Gossamer Forum
Quote Reply
SPIDER robots.txt
most of my spidered links are http://domain.com/robots.txt as URL

can i hide alle this robot.txt urls?

Quote Reply
Re: SPIDER robots.txt In reply to
I was wondering about the same thing.

You're supposed to put any of your 'private' directories in there to stop them being spidered, but then anyone can just bring the robots.txt file up in their browser and see what you're trying hide.

Would also like to hear if anyone has an answer that they use?

Cheers,

R.


Quote Reply
Re: SPIDER robots.txt In reply to
WHOAH

I thought it was a long shot but it worked...

Here's Yahoo's robots.txt file...

Code:
User-agent: *
Disallow: /gnn
Disallow: /msn
Disallow: /pacbell
Disallow: /pb

# Rover is a bad dog <http://www.roverbot.com>
User-agent: Roverbot
Disallow: /

Installations:http://www.wiredon.net/gt/

Quote Reply
Re: SPIDER robots.txt In reply to
i know robots.txt files, but i donīt know, why this files where spidered in my search engine.

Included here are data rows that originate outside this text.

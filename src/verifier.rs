//! Traffic verifier
//!
//! Decides whether one (environment, application, service) triple has seen
//! any traffic. Two-phase: a 24-hour window is queried first, and the 89-day
//! window is only queried when the short window was silent, so the expensive
//! long query is skipped whenever recent traffic already disqualifies the
//! triple. Each phase submits an async query job and polls it to completion.

use std::sync::Arc;
use std::time::Duration;

use chrono::{DateTime, SecondsFormat, Utc};
use reqwest::Method;
use serde::{Deserialize, Serialize};
use tracing::debug;

use crate::error::{Error, Result};
use crate::transport::Transport;
use crate::types::{Actor, Label, Service};

const SHORT_WINDOW_HOURS: i64 = 24;
const LONG_WINDOW_DAYS: i64 = 89;

const DEFAULT_POLL_INTERVAL: Duration = Duration::from_secs(5);
const DEFAULT_POLL_DEADLINE: Duration = Duration::from_secs(5 * 60);

/// Destination transmission types excluded from the query, passed through
/// unmodified into both phase payloads.
#[derive(Debug, Clone, Copy, Default)]
pub struct Exclusions {
    pub broadcast: bool,
    pub multicast: bool,
}

/// Lifecycle of one async query job as seen by the poller.
#[derive(Debug, Clone, Copy, PartialEq, Eq)]
pub enum JobStatus {
    Pending,
    Completed,
    Failed,
    /// Terminal local state surfaced to callers as [`Error::QueryTimeout`]:
    /// the poll deadline elapsed before the backend reported completion.
    /// Never parsed from a response — the backend has no such status — and
    /// the remote job is abandoned, not cancelled.
    TimedOut,
}

fn job_status(raw: &str) -> JobStatus {
    match raw {
        "completed" => JobStatus::Completed,
        "failed" | "killed" => JobStatus::Failed,
        _ => JobStatus::Pending,
    }
}

// ============================================================
// Query payload
// ============================================================

#[derive(Debug, Serialize)]
#[serde(rename_all = "lowercase")]
enum Transmission {
    Broadcast,
    Multicast,
}

#[derive(Debug, Serialize)]
struct TransmissionExclusion {
    transmission: Transmission,
}

#[derive(Debug, Serialize)]
struct ActorQuery {
    include: Vec<Vec<Actor>>,
    exclude: Vec<TransmissionExclusion>,
}

#[derive(Debug, Serialize)]
struct PortFilter {
    port: u16,
    proto: u8,
    #[serde(skip_serializing_if = "Option::is_none")]
    to_port: Option<u16>,
}

#[derive(Debug, Serialize)]
struct ServiceQuery {
    include: Vec<PortFilter>,
    exclude: Vec<PortFilter>,
}

#[derive(Debug, Serialize)]
struct TrafficQuery {
    sources: ActorQuery,
    destinations: ActorQuery,
    services: ServiceQuery,
    sources_destinations_query_op: &'static str,
    start_date: String,
    end_date: String,
    policy_decisions: Vec<String>,
    boundary_decisions: Vec<String>,
    query_name: String,
    exclude_workloads_from_ip_list_query: bool,
    max_results: u32,
}

fn build_query(
    env: &Label,
    app: &Label,
    service: &Service,
    start: DateTime<Utc>,
    end: DateTime<Utc>,
    exclusions: Exclusions,
) -> TrafficQuery {
    let mut dest_exclude = Vec::new();
    if exclusions.broadcast {
        dest_exclude.push(TransmissionExclusion {
            transmission: Transmission::Broadcast,
        });
    }
    if exclusions.multicast {
        dest_exclude.push(TransmissionExclusion {
            transmission: Transmission::Multicast,
        });
    }

    // a to_port of zero means "no range" and is omitted from the filter
    let ports = service
        .service_ports
        .iter()
        .map(|sp| PortFilter {
            port: sp.port,
            proto: sp.proto,
            to_port: sp.to_port.filter(|&p| p != 0),
        })
        .collect();

    TrafficQuery {
        sources: ActorQuery {
            include: vec![vec![]],
            exclude: Vec::new(),
        },
        destinations: ActorQuery {
            include: vec![vec![Actor::label(&env.href), Actor::label(&app.href)]],
            exclude: dest_exclude,
        },
        services: ServiceQuery {
            include: ports,
            exclude: Vec::new(),
        },
        sources_destinations_query_op: "and",
        start_date: start.to_rfc3339_opts(SecondsFormat::Secs, true),
        end_date: end.to_rfc3339_opts(SecondsFormat::Secs, true),
        policy_decisions: Vec::new(),
        boundary_decisions: Vec::new(),
        query_name: format!("Query Env: {} App: {}", env.href, app.href),
        exclude_workloads_from_ip_list_query: true,
        max_results: 1,
    }
}

// ============================================================
// Responses
// ============================================================

#[derive(Debug, Deserialize)]
struct QueryJobRef {
    #[serde(default)]
    href: String,
}

#[derive(Debug, Deserialize)]
struct JobPoll {
    status: String,
    #[serde(default)]
    flows_count: Option<u64>,
}

// ============================================================
// Verifier
// ============================================================

pub struct TrafficVerifier {
    transport: Arc<dyn Transport>,
    org: String,
    exclusions: Exclusions,
    poll_interval: Duration,
    poll_deadline: Duration,
}

impl TrafficVerifier {
    pub fn new(transport: Arc<dyn Transport>, org: impl Into<String>, exclusions: Exclusions) -> Self {
        Self {
            transport,
            org: org.into(),
            exclusions,
            poll_interval: DEFAULT_POLL_INTERVAL,
            poll_deadline: DEFAULT_POLL_DEADLINE,
        }
    }

    /// Override the polling cadence and deadline.
    pub fn with_poll_timing(mut self, interval: Duration, deadline: Duration) -> Self {
        self.poll_interval = interval;
        self.poll_deadline = deadline;
        self
    }

    /// True when the triple shows zero flows in both lookback windows.
    ///
    /// Errors abort the check for this triple and must not be read as
    /// "no traffic" by the caller.
    pub async fn has_no_traffic(&self, env: &Label, app: &Label, service: &Service) -> Result<bool> {
        let end = Utc::now();

        let start = end - chrono::Duration::hours(SHORT_WINDOW_HOURS);
        if self.window_has_flows(env, app, service, start, end).await? {
            return Ok(false);
        }

        // only reached when the last 24 hours were silent
        let start = end - chrono::Duration::days(LONG_WINDOW_DAYS);
        let long = self.window_has_flows(env, app, service, start, end).await?;
        Ok(!long)
    }

    async fn window_has_flows(
        &self,
        env: &Label,
        app: &Label,
        service: &Service,
        start: DateTime<Utc>,
        end: DateTime<Utc>,
    ) -> Result<bool> {
        let query = build_query(env, app, service, start, end, self.exclusions);
        let path = format!("/orgs/{}/traffic_flows/async_queries", self.org);

        let bytes = self
            .transport
            .request(Method::POST, &path, Some(serde_json::to_value(&query)?))
            .await?;
        let job: QueryJobRef = serde_json::from_slice(&bytes)
            .map_err(|e| Error::malformed(&path, e.to_string()))?;
        if job.href.is_empty() {
            return Err(Error::malformed(&path, "query submission returned no href"));
        }

        let flows = self.poll_job(&job.href).await?;
        Ok(flows > 0)
    }

    /// Poll the job href until it completes, fails, or the deadline elapses.
    async fn poll_job(&self, href: &str) -> Result<u64> {
        debug!("polling query job {href}");
        match tokio::time::timeout(self.poll_deadline, self.poll_loop(href)).await {
            Ok(result) => result,
            // the remote job keeps running; only local waiting is abandoned
            Err(_) => Err(Error::QueryTimeout(self.poll_deadline)),
        }
    }

    async fn poll_loop(&self, href: &str) -> Result<u64> {
        loop {
            tokio::time::sleep(self.poll_interval).await;

            let bytes = self.transport.request(Method::GET, href, None).await?;
            let poll: JobPoll = serde_json::from_slice(&bytes)
                .map_err(|e| Error::malformed(href, e.to_string()))?;

            match job_status(&poll.status) {
                JobStatus::Completed => {
                    return poll.flows_count.ok_or_else(|| {
                        Error::malformed(href, "completed job reported no flows_count")
                    });
                }
                JobStatus::Failed => return Err(Error::QueryFailed(poll.status)),
                JobStatus::Pending | JobStatus::TimedOut => {}
            }
        }
    }
}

the robots.txt says, i thought which documents where allow to be spidered. why i have to validate a robots.txt file???

Quote Reply
Re: SPIDER robots.txt In reply to
Ahh sorry, I thought you were talking generally about Robots.txt files. I didn't read it properly that you were having problems with the SPIDER plugin - I don't know the answer to that one.

Cheers,
R.


Quote Reply
Re: SPIDER robots.txt In reply to
Hi Hemen,

The easiest way of dealing with this is to go into Plugins->Database-> Bulk Operations, choose Links and click on Go.

Look for any URL containing robots.txt.

When you have a collection of all such links, delete them from the database.

Hope this helps



Quote Reply
Re: SPIDER robots.txt In reply to
Always, I using MySQLMan to clear all fields, because the spider spiders waste.

-------------------
Heiko Mentzel
http://findgay.net/
-------------------